Sandford Sellers (1854 - 1938) served as Principal, Superintendent and President of Wentworth Military Academy from 1880 to 1935.

Sandford Sellers was born in Kentucky in 1854, but was raised on a ranch in eastern Texas. As a young boy, he worked in cotton and sugar cane fields, As a young adult, he was a cowboy, roping, branding, and herding cattle.
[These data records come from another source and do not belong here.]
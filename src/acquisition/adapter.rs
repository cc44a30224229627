//! Transport adapter: connection supervision for the telemetry topic.
//!
//! ```text
//! Disconnected -> Connecting -> Connected -> Subscribed
//!                     ^              |            |
//!                     +--------------+------------+   (transport error)
//! ```
//!
//! The adapter never gives up: every connection error is followed by a pause
//! of the configured interval and a fresh attempt. Only cancellation ends
//! [`TransportAdapter::run`].

use std::fmt;
use std::time::Duration;

use serde::Serialize;
use tokio::sync::{mpsc, watch};
use tokio_util::sync::CancellationToken;
use tracing::{debug, error, info, warn};

use super::endpoint::BrokerEndpoint;
use super::transport::{BusSession, Dialer, SessionEvent, TransportError};

/// Process-level connection state.
#[derive(Debug, Clone, Copy, PartialEq, Eq, Serialize)]
pub enum ConnectionState {
    Disconnected,
    Connecting,
    Connected,
    Subscribed,
}

impl fmt::Display for ConnectionState {
    fn fmt(&self, f: &mut fmt::Formatter<'_>) -> fmt::Result {
        let s = match self {
            ConnectionState::Disconnected => "disconnected",
            ConnectionState::Connecting => "connecting",
            ConnectionState::Connected => "connected",
            ConnectionState::Subscribed => "subscribed",
        };
        f.write_str(s)
    }
}

/// Transport health counters.
#[derive(Debug, Clone, Serialize)]
pub struct TransportStats {
    pub state: ConnectionState,
    /// Successful broker handshakes, initial connection included
    pub connections: u64,
    pub reconnect_attempts: u64,
    pub subscribe_failures: u64,
    pub messages_received: u64,
}

impl Default for TransportStats {
    fn default() -> Self {
        Self {
            state: ConnectionState::Disconnected,
            connections: 0,
            reconnect_attempts: 0,
            subscribe_failures: 0,
            messages_received: 0,
        }
    }
}

/// Supervises one broker session and forwards its messages to the pipeline.
pub struct TransportAdapter<D: Dialer> {
    dialer: D,
    session: Option<D::Session>,
    endpoint: Option<BrokerEndpoint>,
    reconnect_interval: Duration,
    state_tx: watch::Sender<ConnectionState>,
    stats: TransportStats,
}

impl<D: Dialer> TransportAdapter<D> {
    pub fn new(dialer: D) -> Self {
        let (state_tx, _) = watch::channel(ConnectionState::Disconnected);
        Self {
            dialer,
            session: None,
            endpoint: None,
            reconnect_interval: Duration::from_millis(
                crate::config::defaults::DEFAULT_RECONNECT_INTERVAL_MS,
            ),
            state_tx,
            stats: TransportStats::default(),
        }
    }

    /// Open the broker session.
    ///
    /// Idempotent: once a session exists it is returned as-is and nothing is
    /// dialled, whatever arguments are passed.
    pub fn connect(
        &mut self,
        url: &str,
        reconnect_interval: Duration,
    ) -> Result<&mut D::Session, TransportError> {
        if let Some(ref endpoint) = self.endpoint {
            debug!(endpoint = %endpoint, "Broker session already open, reusing it");
        } else {
            let endpoint: BrokerEndpoint = url.parse()?;
            info!(endpoint = %endpoint, reconnect_ms = reconnect_interval.as_millis() as u64, "Connecting to MQTT broker");
            let session = self.dialer.dial(&endpoint)?;
            self.session = Some(session);
            self.endpoint = Some(endpoint);
            self.reconnect_interval = reconnect_interval;
            self.set_state(ConnectionState::Connecting);
        }
        self.session.as_mut().ok_or(TransportError::NotConnected)
    }

    /// Observe lifecycle transitions.
    pub fn state_watch(&self) -> watch::Receiver<ConnectionState> {
        self.state_tx.subscribe()
    }

    pub fn state(&self) -> ConnectionState {
        self.stats.state
    }

    pub fn stats(&self) -> &TransportStats {
        &self.stats
    }

    /// Drive the session until cancelled.
    ///
    /// Subscribes to `topic` on every successful (re)connection and forwards
    /// each delivered message to `tx` in broker order. Returns the final
    /// counters; dropping `tx` on return lets the consumer finish.
    pub async fn run(
        mut self,
        topic: String,
        tx: mpsc::Sender<super::InboundMessage>,
        cancel: CancellationToken,
    ) -> Result<TransportStats, TransportError> {
        let mut session = self.session.take().ok_or(TransportError::NotConnected)?;
        let mut consecutive_failures: u64 = 0;

        loop {
            let event = tokio::select! {
                biased;
                _ = cancel.cancelled() => {
                    info!("[Transport] Shutdown signal received");
                    break;
                }
                event = session.next_event() => event,
            };

            match event {
                Ok(SessionEvent::Connected) => {
                    consecutive_failures = 0;
                    self.stats.connections += 1;
                    self.set_state(ConnectionState::Connected);
                    info!(connections = self.stats.connections, "Connected to MQTT broker");

                    match session.subscribe(&topic) {
                        Ok(()) => debug!(topic = %topic, "Subscribe request queued"),
                        Err(e) => {
                            self.stats.subscribe_failures += 1;
                            error!(topic = %topic, error = %e, "Failed to subscribe to topic");
                        }
                    }
                }
                Ok(SessionEvent::SubscriptionAck { accepted: true }) => {
                    self.set_state(ConnectionState::Subscribed);
                    info!(topic = %topic, "Subscribed to topic");
                }
                Ok(SessionEvent::SubscriptionAck { accepted: false }) => {
                    self.stats.subscribe_failures += 1;
                    error!(topic = %topic, "Broker rejected subscription");
                }
                Ok(SessionEvent::Message(message)) => {
                    self.stats.messages_received += 1;
                    // A stalled consumer must not block shutdown.
                    let sent = tokio::select! {
                        biased;
                        _ = cancel.cancelled() => {
                            info!("[Transport] Shutdown signal received while forwarding");
                            break;
                        }
                        sent = tx.send(message) => sent,
                    };
                    if sent.is_err() {
                        warn!("[Transport] Message consumer gone, stopping");
                        break;
                    }
                }
                Ok(SessionEvent::Idle) => {}
                Err(e) => {
                    consecutive_failures += 1;
                    self.stats.reconnect_attempts += 1;
                    self.set_state(ConnectionState::Connecting);
                    warn!(
                        attempt = consecutive_failures,
                        retry_in_ms = self.reconnect_interval.as_millis() as u64,
                        error = %e,
                        "MQTT connection lost, reconnecting"
                    );

                    tokio::select! {
                        biased;
                        _ = cancel.cancelled() => {
                            info!("[Transport] Shutdown signal received during reconnect wait");
                            break;
                        }
                        _ = tokio::time::sleep(self.reconnect_interval) => {}
                    }
                }
            }
        }

        self.set_state(ConnectionState::Disconnected);
        Ok(self.stats)
    }

    fn set_state(&mut self, state: ConnectionState) {
        if self.stats.state != state {
            debug!(from = %self.stats.state, to = %state, "Connection state change");
        }
        self.stats.state = state;
        self.state_tx.send_replace(state);
    }
}

#[cfg(test)]
mod tests {
    use super::*;
    use async_trait::async_trait;
    use std::sync::atomic::{AtomicUsize, Ordering};
    use std::sync::Arc;

    #[derive(Debug)]
    struct IdleSession;

    #[async_trait]
    impl BusSession for IdleSession {
        async fn next_event(&mut self) -> Result<SessionEvent, TransportError> {
            std::future::pending().await
        }

        fn subscribe(&mut self, _topic: &str) -> Result<(), TransportError> {
            Ok(())
        }
    }

    #[derive(Default)]
    struct CountingDialer {
        dials: Arc<AtomicUsize>,
    }

    impl Dialer for CountingDialer {
        type Session = IdleSession;

        fn dial(&self, _endpoint: &BrokerEndpoint) -> Result<IdleSession, TransportError> {
            self.dials.fetch_add(1, Ordering::SeqCst);
            Ok(IdleSession)
        }
    }

    #[test]
    fn test_connect_is_idempotent() {
        let dialer = CountingDialer::default();
        let dials = dialer.dials.clone();
        let mut adapter = TransportAdapter::new(dialer);

        adapter
            .connect("ws://localhost:9001", Duration::from_millis(5000))
            .unwrap();
        adapter
            .connect("ws://localhost:9001", Duration::from_millis(5000))
            .unwrap();

        assert_eq!(dials.load(Ordering::SeqCst), 1);
        assert_eq!(adapter.state(), ConnectionState::Connecting);
    }

    #[test]
    fn test_connect_rejects_bad_url_without_dialling() {
        let dialer = CountingDialer::default();
        let dials = dialer.dials.clone();
        let mut adapter = TransportAdapter::new(dialer);

        let err = tokio_test::assert_err!(
            adapter.connect("localhost:9001", Duration::from_millis(5000))
        );
        assert!(matches!(err, TransportError::InvalidEndpoint { .. }));
        assert_eq!(dials.load(Ordering::SeqCst), 0);
        assert_eq!(adapter.state(), ConnectionState::Disconnected);
    }

    #[tokio::test]
    async fn test_run_requires_connect() {
        let adapter = TransportAdapter::new(CountingDialer::default());
        let (tx, _rx) = mpsc::channel(1);
        let result = adapter
            .run("weather".to_string(), tx, CancellationToken::new())
            .await;
        assert!(matches!(result, Err(TransportError::NotConnected)));
    }

    #[tokio::test]
    async fn test_run_stops_on_cancel() {
        let mut adapter = TransportAdapter::new(CountingDialer::default());
        adapter
            .connect("ws://localhost:9001", Duration::from_millis(10))
            .unwrap();
        let mut states = adapter.state_watch();
        let (tx, _rx) = mpsc::channel(1);
        let cancel = CancellationToken::new();
        cancel.cancel();

        let stats = adapter.run("weather".to_string(), tx, cancel).await.unwrap();
        assert_eq!(stats.state, ConnectionState::Disconnected);
        assert_eq!(*states.borrow_and_update(), ConnectionState::Disconnected);
    }
}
In 1872, he returned to Kentucky and eventually attended Centre College in Danville, Kentucky, earning a Bachelor of Arts degree in 1877 and a Master of Arts degree in 1879. After a year as a Professor of English at Austin College in Sherman, Texas, his classmate Benjamin L. Hobson convinced him to come to Lexington, Missouri to help start Wentworth Male Academy in 1880. When Hobson left to pursue a career in the ministry at the end of the 1880-81 school year, Sellers took sole charge of the academy. For the next 58 years, he led Wentworth and built it into an institution with a national reputation. Sandford Sellers died in 1938.

After stepping down from active leadership of Wentworth in 1923, he was succeeded in leading the school by a number of his descendants, including son Sandford Sellers, Jr. (1923-1933), son James M. Sellers (1933-1960), grandson James M. Sellers, Jr. (1973-1990), and great-grandson William W. Sellers (2008-present).